Though not in Joseph Conrad's top tier, The...Narcissus (Amazon won't allow the full title) is an excellent novel that would be most writers' best. Conrad turned to writing when nearly forty after more than twenty years at sea, and his early work is dominated by what he experienced on his many voyages. This is no different but significant in coming after his last trip, thus serving as both a goodbye to the sea and a formal introduction to writing. It is not his first novel but is in many ways his most representative - the culmination of his early sea adventure slant and the real beginning of the dense psychological penetration characterizing his masterpieces. Conrad wrote that it was the book by which he would stand or fall as an artist, and so it is; nearly everything great about his later work is here, and there are bits of excellence to which he rarely or never returned. He stands tall indeed.

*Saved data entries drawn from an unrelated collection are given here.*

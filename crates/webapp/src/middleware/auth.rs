//! Authentication extractor for the web app.
//!
//! Requests carry an identity-service bearer token. Its claims become the
//! chat's profile snapshot, and the raw token is forwarded to the ordering
//! API.

use axum::{
    extract::FromRequestParts,
    http::{header::AUTHORIZATION, request::Parts},
};
use eshop_core::identity::VerifiedIdentity;

use crate::error::AppError;
use crate::state::AppState;

/// Extractor that requires a valid bearer token.
///
/// # Example
///
/// ```rust,ignore
/// async fn handler(RequireUser(user): RequireUser) -> String {
///     format!("Hello, {}!", user.subject)
/// }
/// ```
#[derive(Debug, Clone)]
pub struct RequireUser(pub VerifiedIdentity);

impl FromRequestParts<AppState> for RequireUser {
    type Rejection = AppError;

    async fn from_request_parts(parts: &mut Parts, state: &AppState) -> Result<Self, Self::Rejection> {
        let header = parts
            .headers
            .get(AUTHORIZATION)
            .and_then(|v| v.to_str().ok());

        state
            .tokens()
            .verify_header(header)
            .map(Self)
            .map_err(|e| {
                tracing::debug!(error = %e, "Rejected unauthenticated request");
                AppError::Unauthorized(e.to_string())
            })
    }
}
//! Application state shared across handlers.

use std::sync::Arc;

use eshop_core::identity::TokenValidator;

use crate::ai::CompletionProvider;
use crate::chatbot::ChatSessions;
use crate::ordering::OrderingService;

/// Application state shared across all handlers.
///
/// This struct is cheaply cloneable via `Arc`.
#[derive(Clone)]
pub struct AppState {
    inner: Arc<AppStateInner>,
}

struct AppStateInner {
    provider: Arc<dyn CompletionProvider>,
    ordering: OrderingService,
    chats: ChatSessions,
    tokens: TokenValidator,
}

impl AppState {
    /// Create a new application state.
    #[must_use]
    pub fn new(
        provider: Arc<dyn CompletionProvider>,
        ordering: OrderingService,
        chats: ChatSessions,
        tokens: TokenValidator,
    ) -> Self {
        Self {
            inner: Arc::new(AppStateInner {
                provider,
                ordering,
                chats,
                tokens,
            }),
        }
    }

    /// Get the completion provider used by new chats.
    #[must_use]
    pub fn provider(&self) -> Arc<dyn CompletionProvider> {
        Arc::clone(&self.inner.provider)
    }

    /// Get the ordering API client.
    #[must_use]
    pub fn ordering(&self) -> &OrderingService {
        &self.inner.ordering
    }

    /// Get the live chat sessions.
    #[must_use]
    pub fn chats(&self) -> &ChatSessions {
        &self.inner.chats
    }

    /// Get the bearer token validator.
    #[must_use]
    pub fn tokens(&self) -> &TokenValidator {
        &self.inner.tokens
    }
}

Like nearly all Conrad, the book works on two levels. The most obvious is a rollicking sea adventure. Those who love the picaresque voyages so common in nineteenth century literature will hardly find a better one; this has all the excitement, suspense, and drama one could want. The voyage has many trials: grueling challenges, hairs-breadth escapes, great tests of strength and stamina, and more. Nearly everything bad that could happen does, pushing weathered sailors to the max in a way that is both entertaining and a tribute to human will and endurance. Even many who find classic literature boring will be engrossed.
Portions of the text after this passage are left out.